Ghost Cytometry - Revolutionizing Cell Sorting

Complex, heterogenous systems such as those in immunology, neuroscience, and development can be better understood by studying their associated cellular characteristics. This field has been called “cytometry”. Although this is a costly and time-consuming process, recently developed “ghost cytometry” offers quick and reliable methods to morphologically identify cells.

BD Vacutainer tubes, vacuum tubes for collecting blood samples in the lab. Image Credit: science photo / Shutterstock
BD Vacutainer tubes, vacuum tubes for collecting blood samples in the lab. Image Credit: science photo / Shutterstock.com

Drawbacks of Previous Methods

Immunophenotyping

Cytometry is an important field of study, with growing interest in cancer research. Analysis of subsets of cells by “immunophenotyping” detects differences in antigens, which can identify cancer cells in leukemia.

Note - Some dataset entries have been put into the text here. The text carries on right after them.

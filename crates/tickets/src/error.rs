use thiserror::Error;

/// Header line of a [`PurchaseError::InvalidItems`] message.
pub const INVALID_ITEMS_HEADER: &str =
    "Expected ticket type requests to be valid but got the following errors:";

/// Why a purchase was rejected.
///
/// Every variant is final for the current call: nothing has been reserved or
/// charged, and retrying the same order gives the same answer.
#[derive(Debug, Error, Clone, PartialEq, Eq)]
pub enum PurchaseError {
    #[error("Expected a valid account ID but got {received}")]
    InvalidAccount { received: String },

    #[error("Expected at least one ticket type request")]
    EmptyRequest,

    #[error("{}", render_violations(.0))]
    InvalidItems(Vec<ItemViolation>),

    #[error("Expected total number of tickets to be between 1 and {max}")]
    TotalOutOfRange { total: u64, max: u32 },

    #[error("Expected at least one adult ticket to be requested")]
    NoAdult,

    #[error(
        "Expected number of infant tickets to be less than or equal to the number of adult tickets requested"
    )]
    TooManyInfants { infants: u64, adults: u64 },
}

impl PurchaseError {
    /// Build an `InvalidAccount` error echoing the raw id, or `null` when absent.
    pub fn invalid_account(raw: Option<i64>) -> Self {
        Self::InvalidAccount {
            received: raw.map_or_else(|| "null".to_string(), |id| id.to_string()),
        }
    }

    /// Per-item violations, if this is an `InvalidItems` error.
    pub fn violations(&self) -> &[ItemViolation] {
        match self {
            PurchaseError::InvalidItems(violations) => violations,
            _ => &[],
        }
    }
}

/// A problem with a single request, tagged with its 1-based position.
#[derive(Debug, Error, Clone, PartialEq, Eq)]
#[error("Request #{position} {kind}")]
pub struct ItemViolation {
    pub position: usize,
    pub kind: ViolationKind,
}

#[derive(Debug, Error, Clone, PartialEq, Eq)]
pub enum ViolationKind {
    #[error("is missing")]
    Missing,

    #[error("has no number of tickets")]
    MissingCount,

    #[error("has invalid number of tickets: {0}")]
    NegativeCount(i64),

    #[error("has NULL type")]
    MissingType,

    #[error("has invalid ticket type: {0}")]
    UnrecognizedType(String),
}

fn render_violations(violations: &[ItemViolation]) -> String {
    let mut lines = Vec::with_capacity(violations.len() + 1);
    lines.push(INVALID_ITEMS_HEADER.to_string());
    lines.extend(violations.iter().map(ToString::to_string));
    lines.join("\n")
}

#[cfg(test)]
mod tests {
    use super::*;

    #[test]
    fn invalid_account_echoes_raw_value() {
        assert_eq!(
            PurchaseError::invalid_account(None).to_string(),
            "Expected a valid account ID but got null"
        );
        assert_eq!(
            PurchaseError::invalid_account(Some(0)).to_string(),
            "Expected a valid account ID but got 0"
        );
        assert_eq!(
            PurchaseError::invalid_account(Some(-5)).to_string(),
            "Expected a valid account ID but got -5"
        );
    }

    #[test]
    fn invalid_items_lists_every_violation_under_the_header() {
        let err = PurchaseError::InvalidItems(vec![
            ItemViolation {
                position: 1,
                kind: ViolationKind::NegativeCount(-1),
            },
            ItemViolation {
                position: 3,
                kind: ViolationKind::UnrecognizedType("SENIOR".to_string()),
            },
            ItemViolation {
                position: 4,
                kind: ViolationKind::Missing,
            },
        ]);

        assert_eq!(
            err.to_string(),
            "Expected ticket type requests to be valid but got the following errors:\n\
             Request #1 has invalid number of tickets: -1\n\
             Request #3 has invalid ticket type: SENIOR\n\
             Request #4 is missing"
        );
        assert_eq!(err.violations().len(), 3);
        assert!(PurchaseError::NoAdult.violations().is_empty());
    }

    #[test]
    fn total_out_of_range_names_the_limit() {
        let err = PurchaseError::TotalOutOfRange { total: 21, max: 20 };
        assert_eq!(
            err.to_string(),
            "Expected total number of tickets to be between 1 and 20"
        );
    }
}
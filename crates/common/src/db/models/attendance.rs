//! Attendance entity
//!
//! One row per (student, subject, date), enforced by a unique index created in
//! [`crate::db::init_schema`].

use sea_orm::entity::prelude::*;
use serde::{Deserialize, Serialize};

/// Attendance status values
#[derive(Clone, Copy, Debug, PartialEq, Eq, Serialize, Deserialize)]
#[serde(rename_all = "SCREAMING_SNAKE_CASE")]
pub enum AttendanceStatus {
    Present,
    Absent,
    Late,
    Excused,
}

impl AttendanceStatus {
    pub fn as_str(&self) -> &'static str {
        match self {
            AttendanceStatus::Present => "PRESENT",
            AttendanceStatus::Absent => "ABSENT",
            AttendanceStatus::Late => "LATE",
            AttendanceStatus::Excused => "EXCUSED",
        }
    }

    /// Canonical stored form of a caller-supplied status: trimmed and upper-cased.
    /// Values outside the known set are kept as-is.
    pub fn normalize(raw: &str) -> String {
        raw.trim().to_uppercase()
    }

    pub fn parse(raw: &str) -> Option<Self> {
        match Self::normalize(raw).as_str() {
            "PRESENT" => Some(AttendanceStatus::Present),
            "ABSENT" => Some(AttendanceStatus::Absent),
            "LATE" => Some(AttendanceStatus::Late),
            "EXCUSED" => Some(AttendanceStatus::Excused),
            _ => None,
        }
    }
}

#[derive(Clone, Debug, PartialEq, Eq, DeriveEntityModel, Serialize, Deserialize)]
#[sea_orm(table_name = "attendance")]
pub struct Model {
    #[sea_orm(primary_key)]
    pub id: i32,

    pub student_id: i32,

    pub subject_id: i32,

    pub date: Date,

    pub status: String,

    /// Employee id of whoever first marked this row
    pub marked_by: i32,

    pub created_at: DateTimeWithTimeZone,
}

impl Model {
    pub fn attendance_status(&self) -> Option<AttendanceStatus> {
        AttendanceStatus::parse(&self.status)
    }

    pub fn is_present(&self) -> bool {
        self.attendance_status() == Some(AttendanceStatus::Present)
    }
}

#[derive(Copy, Clone, Debug, EnumIter, DeriveRelation)]
pub enum Relation {
    #[sea_orm(
        belongs_to = "super::student::Entity",
        from = "Column::StudentId",
        to = "super::student::Column::Id",
        on_delete = "Cascade"
    )]
    Student,

    #[sea_orm(
        belongs_to = "super::subject::Entity",
        from = "Column::SubjectId",
        to = "super::subject::Column::Id"
    )]
    Subject,

    #[sea_orm(
        belongs_to = "super::employee::Entity",
        from = "Column::MarkedBy",
        to = "super::employee::Column::Id"
    )]
    MarkedBy,
}

impl Related<super::student::Entity> for Entity {
    fn to() -> RelationDef {
        Relation::Student.def()
    }
}

impl Related<super::subject::Entity> for Entity {
    fn to() -> RelationDef {
        Relation::Subject.def()
    }
}

impl ActiveModelBehavior for ActiveModel {}
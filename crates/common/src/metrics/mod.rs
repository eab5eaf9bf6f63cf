//! Metrics and observability utilities
//!
//! Prometheus-style metrics with a shared prefix. Recording is a no-op until a
//! recorder (the gateway's Prometheus exporter) is installed.

use metrics::{counter, describe_counter, describe_histogram, histogram, Unit};
use std::time::Instant;

/// Metrics prefix for all Acadex metrics
pub const METRICS_PREFIX: &str = "acadex";

/// Histogram buckets for request latency (in seconds)
pub const LATENCY_BUCKETS: &[f64] = &[
    0.001, 0.005, 0.010, 0.025, 0.050, 0.100, 0.250, 0.500, 1.000, 2.500, 5.000,
];

/// Register all metric descriptions
pub fn register_metrics() {
    describe_counter!(
        format!("{}_requests_total", METRICS_PREFIX),
        Unit::Count,
        "Total number of HTTP requests"
    );

    describe_histogram!(
        format!("{}_request_duration_seconds", METRICS_PREFIX),
        Unit::Seconds,
        "HTTP request latency in seconds"
    );

    describe_counter!(
        format!("{}_attendance_marked_total", METRICS_PREFIX),
        Unit::Count,
        "Attendance mark requests by outcome (marked / updated)"
    );

    describe_counter!(
        format!("{}_import_rows_total", METRICS_PREFIX),
        Unit::Count,
        "Rows written by blueprint imports, by entity"
    );

    describe_histogram!(
        format!("{}_import_duration_seconds", METRICS_PREFIX),
        Unit::Seconds,
        "Blueprint import wall time in seconds"
    );

    tracing::info!("Metrics registered");
}

/// Helper to record request metrics
pub struct RequestMetrics {
    start: Instant,
    endpoint: String,
    method: String,
}

impl RequestMetrics {
    /// Start tracking a request
    pub fn start(method: &str, endpoint: &str) -> Self {
        Self {
            start: Instant::now(),
            endpoint: endpoint.to_string(),
            method: method.to_string(),
        }
    }

    /// Record request completion
    pub fn finish(self, status: u16) {
        let duration = self.start.elapsed().as_secs_f64();

        counter!(
            format!("{}_requests_total", METRICS_PREFIX),
            "method" => self.method.clone(),
            "endpoint" => self.endpoint.clone(),
            "status" => status.to_string()
        )
        .increment(1);

        histogram!(
            format!("{}_request_duration_seconds", METRICS_PREFIX),
            "method" => self.method,
            "endpoint" => self.endpoint
        )
        .record(duration);
    }
}

/// Count one attendance mark
pub fn record_attendance_mark(outcome: &str) {
    counter!(
        format!("{}_attendance_marked_total", METRICS_PREFIX),
        "outcome" => outcome.to_string()
    )
    .increment(1);
}

/// Count rows written by an import for one entity type
pub fn record_import_rows(entity: &str, rows: usize) {
    counter!(
        format!("{}_import_rows_total", METRICS_PREFIX),
        "entity" => entity.to_string()
    )
    .increment(rows as u64);
}

/// Record a finished import
pub fn record_import(duration_secs: f64, success: bool) {
    let status = if success { "success" } else { "error" };

    histogram!(
        format!("{}_import_duration_seconds", METRICS_PREFIX),
        "status" => status.to_string()
    )
    .record(duration_secs);
}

This is used clinically to detect cancer and subclassify it. However, this method relies on the presence of a biological marker.

Flow cytometry

Examining cell morphology is another method of cell sorting which does not require the presence or discovery of a biological marker to classify cells. However, high quality, usable image construction is difficult and costly due the demands of continuous image acquisition, shutter rate, and frame rate. Secondly, the image then needs to be computationally reconstructed and analyzed, which is both expensive and laborious. Huge amounts of data produced by image flow cytometry (IFC), the widely used method to morphologically assess cancerous cells, are difficult to handle.

Ghost cytometry solves these problems by producing high quality images that can be sorted by machine learning.  

Ghost Cytometry - the Principle

Ghost imaging

Ghost cytometry does not not make an image in real-time but combines light emitted from fluorescence and machine learning to classify cells. Traditional “ghost imaging” is a technique by which an object is indirectly visualized by light where an image is indirectly produced by the correlations between two light beams.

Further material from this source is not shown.